Segment Start: MATERIAL FOR THIS EXERCISE

//! In-memory document and blob stores.
//!
//! Behave like the remote backends this layer is written against: per-call
//! success or failure, server-assigned identifiers and timestamps, no
//! multi-document transactions. Failure injection hooks let tests exercise
//! the partial-failure windows of multi-step workflows.

use std::collections::{BTreeMap, HashMap};
use std::sync::atomic::{AtomicBool, AtomicU64, Ordering};

use async_trait::async_trait;
use chrono::{DateTime, Duration, Utc};
use serde_json::Value;
use tokio::sync::Mutex;
use tracing::debug;
use uuid::Uuid;

use pk_core::{
    BlobMetadata, BlobStore, Collection, Document, DocumentStore, Filter, OrderBy, PkError,
    PkResult,
};

// ---------------------------------------------------------------------------
// Document store
// ---------------------------------------------------------------------------

pub struct MemoryDocumentStore {
    collections: Mutex<HashMap<Collection, BTreeMap<String, Document>>>,
    /// Last issued server timestamp; the next one is always strictly later.
    clock: Mutex<DateTime<Utc>>,
    list_calls: AtomicU64,
    fail_next_update: AtomicBool,
    fail_next_set: AtomicBool,
}

impl MemoryDocumentStore {
    pub fn new() -> Self {
        Self {
            collections: Mutex::new(HashMap::new()),
            clock: Mutex::new(DateTime::<Utc>::MIN_UTC),
            list_calls: AtomicU64::new(0),
            fail_next_update: AtomicBool::new(false),
            fail_next_set: AtomicBool::new(false),
        }
    }

    /// Make the next `update` call fail with `Unavailable`.
    pub fn fail_next_update(&self) {
        self.fail_next_update.store(true, Ordering::SeqCst);
    }

    /// Make the next `set` call fail with `Unavailable`.
    pub fn fail_next_set(&self) {
        self.fail_next_set.store(true, Ordering::SeqCst);
    }

    /// How many `list` calls have reached the store. Used to assert that
    /// concurrent fetches of one scope are de-duplicated.
    pub fn list_call_count(&self) -> u64 {
        self.list_calls.load(Ordering::SeqCst)
    }

    /// Next server timestamp: wall clock, nudged forward when the wall clock
    /// has not advanced so `updatedAt` strictly increases.
    async fn stamp(&self) -> DateTime<Utc> {
        let mut last = self.clock.lock().await;
        let now = Utc::now();
        let next = if now > *last {
            now
        } else {
            *last + Duration::milliseconds(1)
        };
        *last = next;
        next
    }

    fn take_flag(flag: &AtomicBool) -> bool {
        flag.swap(false, Ordering::SeqCst)
    }
}

impl Default for MemoryDocumentStore {
    fn default() -> Self {
        Self::new()
    }
}

fn parse_stamp(doc: &Document, field: &str) -> DateTime<Utc> {
    doc.get(field)
        .and_then(Value::as_str)
        .and_then(|s| DateTime::parse_from_rfc3339(s).ok())
        .map(|dt| dt.with_timezone(&Utc))
        .unwrap_or(DateTime::<Utc>::MIN_UTC)
}

#[async_trait]
impl DocumentStore for MemoryDocumentStore {
    async fn allocate_id(&self, _collection: Collection) -> PkResult<String> {
        Ok(Uuid::now_v7().to_string())
    }

    async fn get(&self, collection: Collection, id: &str) -> PkResult<Option<Document>> {
        let collections = self.collections.lock().await;
        Ok(collections
            .get(&collection)
            .and_then(|docs| docs.get(id))
            .cloned())
    }

    async fn list(
        &self,
        collection: Collection,
        filter: &Filter,
        order: Option<OrderBy>,
    ) -> PkResult<Vec<Document>> {
        self.list_calls.fetch_add(1, Ordering::SeqCst);
        let collections = self.collections.lock().await;
        let mut docs: Vec<Document> = collections
            .get(&collection)
            .map(|docs| docs.values().filter(|d| filter.matches(d)).cloned().collect())
            .unwrap_or_default();

        if let Some(order) = order {
            docs.sort_by_key(|d| parse_stamp(d, order.field));
            if order.descending {
                docs.reverse();
            }
        }
        Ok(docs)
    }

    async fn set(&self, collection: Collection, id: &str, mut doc: Document) -> PkResult<Document> {
        if Self::take_flag(&self.fail_next_set) {
            return Err(PkError::Unavailable("injected set failure".into()));
        }
        if id.is_empty() {
            return Err(PkError::InvalidArgument("empty document id".into()));
        }

        let stamp = self.stamp().await;
        let stamp_value = serde_json::to_value(stamp)?;

        let mut collections = self.collections.lock().await;
        let docs = collections.entry(collection).or_default();

        doc.insert("id".into(), Value::String(id.to_string()));
        match docs.get(id).and_then(|existing| existing.get("createdAt")) {
            Some(created) => {
                doc.insert("createdAt".into(), created.clone());
            }
            None => {
                doc.insert("createdAt".into(), stamp_value.clone());
            }
        }
        doc.insert("updatedAt".into(), stamp_value);

        docs.insert(id.to_string(), doc.clone());
        debug!(collection = %collection, id, "document written");
        Ok(doc)
    }

    async fn update(
        &self,
        collection: Collection,
        id: &str,
        patch: Document,
    ) -> PkResult<DateTime<Utc>> {
        if Self::take_flag(&self.fail_next_update) {
            return Err(PkError::Unavailable("injected update failure".into()));
        }

        let stamp = self.stamp().await;
        let stamp_value = serde_json::to_value(stamp)?;

        let mut collections = self.collections.lock().await;
        let doc = collections
            .get_mut(&collection)
            .and_then(|docs| docs.get_mut(id))
            .ok_or_else(|| PkError::not_found(collection, id))?;

        for (field, value) in patch {
            // Server-owned fields cannot be overwritten by a patch.
            if field == "id" || field == "createdAt" || field == "updatedAt" {
                continue;
            }
            doc.insert(field, value);
        }
        doc.insert("updatedAt".into(), stamp_value);
        debug!(collection = %collection, id, "document updated");
        Ok(stamp)
    }

    async fn delete(&self, collection: Collection, id: &str) -> PkResult<()> {
        let mut collections = self.collections.lock().await;
        if let Some(docs) = collections.get_mut(&collection) {
            // Removing an absent record is a success: the end state matches.
            docs.remove(id);
        }
        Ok(())
    }
}

// ---------------------------------------------------------------------------
// Blob store
// ---------------------------------------------------------------------------

struct StoredBlob {
    bytes: Vec<u8>,
    metadata: BlobMetadata,
}

pub struct MemoryBlobStore {
    objects: Mutex<HashMap<String, StoredBlob>>,
    fail_next_upload: AtomicBool,
    fail_next_delete: AtomicBool,
}

impl MemoryBlobStore {
    pub fn new() -> Self {
        Self {
            objects: Mutex::new(HashMap::new()),
            fail_next_upload: AtomicBool::new(false),
            fail_next_delete: AtomicBool::new(false),
        }
    }

    pub fn fail_next_upload(&self) {
        self.fail_next_upload.store(true, Ordering::SeqCst);
    }

    pub fn fail_next_delete(&self) {
        self.fail_next_delete.store(true, Ordering::SeqCst);
    }

    pub async fn contains(&self, path: &str) -> bool {
        self.objects.lock().await.contains_key(path)
    }

    pub async fn object_count(&self) -> usize {
        self.objects.lock().await.len()
    }

    pub async fn metadata(&self, path: &str) -> Option<BlobMetadata> {
        self.objects
            .lock()
            .await
            .get(path)
            .map(|blob| blob.metadata.clone())
    }
}

impl Default for MemoryBlobStore {
    fn default() -> Self {
        Self::new()
    }
}

#[async_trait]
impl BlobStore for MemoryBlobStore {
    async fn upload(&self, path: &str, bytes: &[u8], metadata: &BlobMetadata) -> PkResult<()> {
        if self.fail_next_upload.swap(false, Ordering::SeqCst) {
            return Err(PkError::Unavailable("injected upload failure".into()));
        }
        if path.is_empty() {
            return Err(PkError::InvalidArgument("empty blob path".into()));
        }
        self.objects.lock().await.insert(
            path.to_string(),
            StoredBlob {
                bytes: bytes.to_vec(),
                metadata: metadata.clone(),
            },
        );
        debug!(path, size = bytes.len(), "blob uploaded");
        Ok(())
    }

    async fn download_url(&self, path: &str) -> PkResult<String> {
        let objects = self.objects.lock().await;
        if objects.contains_key(path) {
            Ok(format!("memory://{path}"))
        } else {
            Err(PkError::NotFound(format!("blob {path}")))
        }
    }

    async fn delete(&self, path: &str) -> PkResult<()> {
        if self.fail_next_delete.swap(false, Ordering::SeqCst) {
            return Err(PkError::Unavailable("injected delete failure".into()));
        }
        let mut objects = self.objects.lock().await;
        if objects.remove(path).is_none() {
            return Err(PkError::NotFound(format!("blob {path}")));
        }
        debug!(path, "blob deleted");
        Ok(())
    }
}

Segment End: MATERIAL FOR THIS EXERCISE

**AIM OF THE EXERCISE:** Of the lines above, show those in which "StoredBlob" appears.

**PROBLEM SOLUTION:**
struct StoredBlob {
    objects: Mutex<HashMap<String, StoredBlob>>,
            StoredBlob {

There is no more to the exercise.